Stored data:
######

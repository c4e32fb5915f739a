//! Accessing exisiting DNS messages.
//!
//! This module defines the [`Message`] type. It holds a complete DNS
//! message as a tree of values: the header plus the question, answer,
//! authority, and additional sections. A message is turned into its wire
//! format via [`Message::encode`] and parsed from it via
//! [`Message::decode`].
//!
//! The section counts of the header are never stored with the message.
//! They are always derived from the length of the sections when the message
//! is encoded.
//!
//! For connection-oriented transports such as TCP, messages are preceded by
//! their length as a 16 bit integer in network byte order. The functions
//! [`Message::stream_encode`] and [`Message::stream_decode`] deal with this
//! framing. The latter allows the caller to feed in a buffer that doesn’t
//! yet contain a complete frame.

use super::header::{Header, HeaderCounts, HeaderSection};
use super::opt::OptRecord;
use super::question::Question;
use super::record::Record;
use super::wire::{encode, Compose, ComposeError, Parse, ParseError};
use core::fmt;
use octseq::builder::OctetsBuilder;
use octseq::parse::Parser;
use tracing::{debug, trace};

//------------ Message -------------------------------------------------------

/// A DNS message.
///
/// The message consists of the header and four sections. The question
/// section contains [`Question`]s, the other three sections contain
/// [`Record`]s.
///
/// The header’s counts are not part of the message. Use
/// [`Message::counts`] to get the counts the message will be encoded with.
#[derive(Clone, Debug, Default, Eq, PartialEq)]
pub struct Message {
    /// The message header.
    header: Header,

    /// The question section.
    question: Vec<Question>,

    /// The answer section.
    answer: Vec<Record>,

    /// The authority section.
    authority: Vec<Record>,

    /// The additional section.
    additional: Vec<Record>,
}

/// # Creation and Header Access
///
impl Message {
    /// Creates a new, empty message with a default header.
    #[must_use]
    pub fn new() -> Self {
        Self::default()
    }

    /// Creates a new, empty message with the given header.
    #[must_use]
    pub fn with_header(header: Header) -> Self {
        Message {
            header,
            ..Default::default()
        }
    }

    /// Returns the message header.
    pub fn header(&self) -> Header {
        self.header
    }

    /// Returns a mutable reference to the message header.
    pub fn header_mut(&mut self) -> &mut Header {
        &mut self.header
    }

    /// Sets the message ID to a randomly chosen number.
    #[cfg(feature = "rand")]
    pub fn set_random_id(&mut self) {
        self.header.set_random_id()
    }

    /// Returns the header counts derived from the sections.
    ///
    /// Fails if any of the sections has more than 65535 entries.
    pub fn counts(&self) -> Result<HeaderCounts, ComposeError> {
        fn count(len: usize) -> Result<u16, ComposeError> {
            u16::try_from(len).map_err(|_| ComposeError::LongData)
        }

        let mut counts = HeaderCounts::new();
        counts.set_qdcount(count(self.question.len())?);
        counts.set_ancount(count(self.answer.len())?);
        counts.set_nscount(count(self.authority.len())?);
        counts.set_arcount(count(self.additional.len())?);
        Ok(counts)
    }

    /// Returns the complete header section as it will be encoded.
    pub fn header_section(&self) -> Result<HeaderSection, ComposeError> {
        Ok(HeaderSection::new(self.header, self.counts()?))
    }
}

/// # Section Access
///
impl Message {
    /// Returns the question section.
    pub fn question(&self) -> &[Question] {
        &self.question
    }

    /// Returns a mutable reference to the question section.
    pub fn question_mut(&mut self) -> &mut Vec<Question> {
        &mut self.question
    }

    /// Appends a question to the question section.
    pub fn push_question(&mut self, question: impl Into<Question>) {
        self.question.push(question.into())
    }

    /// Returns the answer section.
    pub fn answer(&self) -> &[Record] {
        &self.answer
    }

    /// Returns a mutable reference to the answer section.
    pub fn answer_mut(&mut self) -> &mut Vec<Record> {
        &mut self.answer
    }

    /// Appends a record to the answer section.
    pub fn push_answer(&mut self, record: impl Into<Record>) {
        self.answer.push(record.into())
    }

    /// Returns the authority section.
    pub fn authority(&self) -> &[Record] {
        &self.authority
    }

    /// Returns a mutable reference to the authority section.
    pub fn authority_mut(&mut self) -> &mut Vec<Record> {
        &mut self.authority
    }

    /// Appends a record to the authority section.
    pub fn push_authority(&mut self, record: impl Into<Record>) {
        self.authority.push(record.into())
    }

    /// Returns the additional section.
    pub fn additional(&self) -> &[Record] {
        &self.additional
    }

    /// Returns a mutable reference to the additional section.
    pub fn additional_mut(&mut self) -> &mut Vec<Record> {
        &mut self.additional
    }

    /// Appends a record to the additional section.
    pub fn push_additional(&mut self, record: impl Into<Record>) {
        self.additional.push(record.into())
    }

    /// Returns the first OPT record of the additional section if present.
    pub fn opt(&self) -> Option<&OptRecord> {
        self.additional.iter().find_map(Record::as_opt)
    }

    /// Returns an iterator over the records of all three record sections.
    pub fn records(&self) -> impl Iterator<Item = &Record> {
        self.answer
            .iter()
            .chain(self.authority.iter())
            .chain(self.additional.iter())
    }
}

/// # Encoding and Decoding
///
impl Message {
    /// Returns the length of the message in wire format.
    pub fn encoding_len(&self) -> usize {
        self.compose_len()
    }

    /// Encodes the message into a new vec.
    pub fn encode(&self) -> Result<Vec<u8>, ComposeError> {
        let res = encode(self);
        match res {
            Ok(ref buf) => {
                trace!(
                    "Encoded message id {} into {} octets",
                    self.header.id(),
                    buf.len()
                );
            }
            Err(ref err) => {
                debug!(
                    "Failed to encode message id {}: {err}",
                    self.header.id()
                );
            }
        }
        res
    }

    /// Decodes a message starting at `offset` in `buf`.
    ///
    /// Compression pointers are interpreted relative to the start of
    /// `buf`, so `buf` must start with the message’s header. Returns the
    /// message and the number of octets consumed.
    pub fn decode(
        buf: &[u8],
        offset: usize,
    ) -> Result<(Self, usize), ParseError> {
        let mut parser = Parser::from_ref(buf);
        let res = parser
            .seek(offset)
            .map_err(ParseError::from)
            .and_then(|_| Self::parse(&mut parser));
        match res {
            Ok(msg) => {
                let consumed = parser.pos() - offset;
                trace!(
                    "Decoded message id {} from {consumed} octets",
                    msg.header.id(),
                );
                Ok((msg, consumed))
            }
            Err(err) => {
                debug!(
                    "Failed to decode message at offset {}: {err}",
                    parser.pos()
                );
                Err(err)
            }
        }
    }

    /// Encodes the message preceded by its length.
    ///
    /// This is the framing used by DNS over TCP. Fails if the message is
    /// longer than 65535 octets.
    pub fn stream_encode(&self) -> Result<Vec<u8>, ComposeError> {
        let len = u16::try_from(self.compose_len())
            .map_err(|_| ComposeError::LongData)?;
        let mut target = Vec::with_capacity(usize::from(len) + 2);
        len.compose(&mut target)?;
        self.compose(&mut target)?;
        if target.len() != usize::from(len) + 2 {
            return Err(ComposeError::LengthMismatch);
        }
        trace!(
            "Encoded message id {} into frame of {} octets",
            self.header.id(),
            target.len()
        );
        Ok(target)
    }

    /// Decodes a length-prefixed message from the start of `buf`.
    ///
    /// Returns `Ok(None)` if `buf` doesn’t contain the complete frame yet.
    /// Otherwise returns the message and the length of the frame, i.e.,
    /// the message length plus two, so the caller can move on to the next
    /// frame.
    pub fn stream_decode(
        buf: &[u8],
    ) -> Result<Option<(Self, usize)>, ParseError> {
        let len = match buf.get(..2) {
            Some(len) => usize::from(u16::from_be_bytes([len[0], len[1]])),
            None => {
                trace!("Incomplete frame: need 2 octets, have {}", buf.len());
                return Ok(None);
            }
        };
        let frame = match buf.get(2..len + 2) {
            Some(frame) => frame,
            None => {
                trace!(
                    "Incomplete frame: need {} octets, have {}",
                    len + 2,
                    buf.len()
                );
                return Ok(None);
            }
        };
        let (msg, _) = Self::decode(frame, 0)?;
        Ok(Some((msg, len + 2)))
    }
}

//--- Compose and Parse

impl Compose for Message {
    fn compose_len(&self) -> usize {
        HeaderSection::LEN
            + self.question.iter().map(Compose::compose_len).sum::<usize>()
            + self.records().map(Compose::compose_len).sum::<usize>()
    }

    fn compose<Target: OctetsBuilder + ?Sized>(
        &self,
        target: &mut Target,
    ) -> Result<(), ComposeError> {
        self.header_section()?.compose(target)?;
        for question in &self.question {
            question.compose(target)?;
        }
        for record in self.records() {
            record.compose(target)?;
        }
        Ok(())
    }
}

impl Parse for Message {
    fn parse(parser: &mut Parser<'_, [u8]>) -> Result<Self, ParseError> {
        let section = HeaderSection::parse(parser)?;
        let counts = section.counts();
        let mut question =
            Vec::with_capacity(usize::from(counts.qdcount()));
        for _ in 0..counts.qdcount() {
            question.push(Question::parse(parser)?);
        }
        Ok(Message {
            header: *section.header(),
            question,
            answer: parse_records(parser, counts.ancount())?,
            authority: parse_records(parser, counts.nscount())?,
            additional: parse_records(parser, counts.arcount())?,
        })
    }
}

/// Parses a record section with `count` records.
fn parse_records(
    parser: &mut Parser<'_, [u8]>,
    count: u16,
) -> Result<Vec<Record>, ParseError> {
    let mut res = Vec::with_capacity(usize::from(count));
    for _ in 0..count {
        res.push(Record::parse(parser)?);
    }
    Ok(res)
}

//--- Display

impl fmt::Display for Message {
    fn fmt(&self, f: &mut fmt::Formatter) -> fmt::Result {
        let header = self.header;
        writeln!(
            f,
            ";; ->>HEADER<<- opcode: {}, rcode: {}, id: {}",
            header.opcode(),
            header.rcode(),
            header.id()
        )?;
        write!(f, ";; flags: {}", header.flags())?;
        writeln!(
            f,
            "; QUERY: {}, ANSWER: {}, AUTHORITY: {}, ADDITIONAL: {}",
            self.question.len(),
            self.answer.len(),
            self.authority.len(),
            self.additional.len()
        )?;
        if !self.question.is_empty() {
            writeln!(f, "\n;; QUESTION SECTION:")?;
            for question in &self.question {
                writeln!(f, ";{}", question)?;
            }
        }
        for (name, section) in [
            ("ANSWER", &self.answer),
            ("AUTHORITY", &self.authority),
            ("ADDITIONAL", &self.additional),
        ] {
            if section.is_empty() {
                continue;
            }
            writeln!(f, "\n;; {} SECTION:", name)?;
            for record in section {
                writeln!(f, "{}", record)?;
            }
        }
        Ok(())
    }
}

######

## What the task requires
Search the data for "will" and list every line in which it occurs.

## Answer to the problem
/// [`Message::counts`] to get the counts the message will be encoded with.
    /// Returns the complete header section as it will be encoded.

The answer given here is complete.